(Stored items)

◇ ◇ ◇

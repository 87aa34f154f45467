//! Common test utilities for integration tests.
//!
//! Synthetic scan graph builders and shard fixtures shared across
//! integration test files.

#![allow(dead_code)]

use std::path::Path;

use bdiosplit_core::record::{
    Collection, HAS_BYTE_COUNT, HAS_NAME, HAS_PARENT_ID, HAS_VERSION,
};
use serde_json::{json, Value};

// ============================================================================
// Node builders
// ============================================================================

pub const FILE_TYPE: &str = "https://blackducksoftware.github.io/bdio#File";
pub const COMPONENT_TYPE: &str = "https://blackducksoftware.github.io/bdio#Component";

/// A rooted scan node.
pub fn scan_node(id: u64, parent: i64) -> Value {
    json!({
        "@id": format!("_:scanNode-{}", id),
        "@type": FILE_TYPE,
        HAS_PARENT_ID: [{ "@value": parent }],
        HAS_BYTE_COUNT: [{ "@value": id * 10 }],
    })
}

/// The project-level record.
pub fn project_node(type_tag: &str) -> Value {
    json!({
        "@id": "urn:uuid:project",
        "@type": type_tag,
        HAS_NAME: [{ "@value": "demo" }],
        HAS_VERSION: [{ "@value": "1.0" }],
    })
}

/// A header document as produced by the signature scanner.
pub fn header() -> Value {
    json!({
        "@id": "urn:uuid:00000000-0000-0000-0000-000000000000",
        "@type": "https://blackducksoftware.github.io/bdio#Container",
        HAS_NAME: [{ "@value": "demo/1.0 signature 8.4.0" }],
    })
}

pub fn collection(nodes: &[(u64, i64)]) -> Collection {
    let mut graph = vec![project_node(COMPONENT_TYPE)];
    graph.extend(nodes.iter().map(|(id, parent)| scan_node(*id, *parent)));
    Collection::from_graph(graph).expect("synthetic graph is well formed")
}

// ============================================================================
// Forest generators
// ============================================================================

/// Small deterministic generator so forests are reproducible per seed.
pub struct Lcg(u64);

impl Lcg {
    pub fn new(seed: u64) -> Self {
        Self(seed.wrapping_mul(6364136223846793005).wrapping_add(1442695040888963407))
    }

    pub fn next_u64(&mut self) -> u64 {
        self.0 = self
            .0
            .wrapping_mul(6364136223846793005)
            .wrapping_add(1442695040888963407);
        self.0 >> 33
    }

    pub fn below(&mut self, n: u64) -> u64 {
        self.next_u64() % n.max(1)
    }
}

/// A complete tree of the given depth and branching factor, ids breadth-first
/// from 1. `trees` copies are generated side by side.
pub fn full_forest(trees: usize, depth: usize, branching: usize) -> Vec<(u64, i64)> {
    let mut nodes = Vec::new();
    let mut next_id = 1u64;

    for _ in 0..trees {
        let root = next_id;
        next_id += 1;
        nodes.push((root, -1));

        let mut level = vec![root];
        for _ in 0..depth {
            let mut next_level = Vec::new();
            for parent in &level {
                for _ in 0..branching {
                    nodes.push((next_id, *parent as i64));
                    next_level.push(next_id);
                    next_id += 1;
                }
            }
            level = next_level;
        }
    }
    nodes
}

/// A random forest of `n` nodes. Each node picks the root sentinel with
/// probability 1/`root_odds`, otherwise a random earlier node. The result is
/// shuffled so load order differs from id order.
pub fn random_forest(n: u64, root_odds: u64, seed: u64) -> Vec<(u64, i64)> {
    let mut rng = Lcg::new(seed);
    let mut nodes: Vec<(u64, i64)> = Vec::with_capacity(n as usize);

    for id in 1..=n {
        let parent = if id == 1 || rng.below(root_odds) == 0 {
            -1
        } else {
            (1 + rng.below(id - 1)) as i64
        };
        nodes.push((id, parent));
    }

    for i in (1..nodes.len()).rev() {
        let j = rng.below(i as u64 + 1) as usize;
        nodes.swap(i, j);
    }
    nodes
}

/// A single chain 1 <- 2 <- ... <- n.
pub fn chain(n: u64) -> Vec<(u64, i64)> {
    (1..=n)
        .map(|id| (id, if id == 1 { -1 } else { id as i64 - 1 }))
        .collect()
}

// ============================================================================
// Shard fixtures
// ============================================================================

/// Write an uncompressed BDIO directory: a header plus entry shards of
/// `per_shard` nodes. The project record goes first in the first shard.
pub fn write_shards(dir: &Path, nodes: &[(u64, i64)], per_shard: usize, project_type: &str) {
    std::fs::create_dir_all(dir).unwrap();
    std::fs::write(
        dir.join("bdio-header.jsonld"),
        serde_json::to_string_pretty(&header()).unwrap(),
    )
    .unwrap();

    let mut graph = vec![project_node(project_type)];
    graph.extend(nodes.iter().map(|(id, parent)| scan_node(*id, *parent)));

    for (n, chunk) in graph.chunks(per_shard.max(1)).enumerate() {
        let shard = json!({
            "@id": "urn:uuid:00000000-0000-0000-0000-000000000000",
            "@type": "https://blackducksoftware.github.io/bdio#Container",
            "@graph": chunk,
        });
        std::fs::write(
            dir.join(format!("bdio-entry-{:02}.jsonld", n)),
            serde_json::to_string(&shard).unwrap(),
        )
        .unwrap();
    }
}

◇ ◇ ◇

Answer with a single number: the count of lines in the records that contain "Container".

SOLUTION TO THE PROBLEM: 2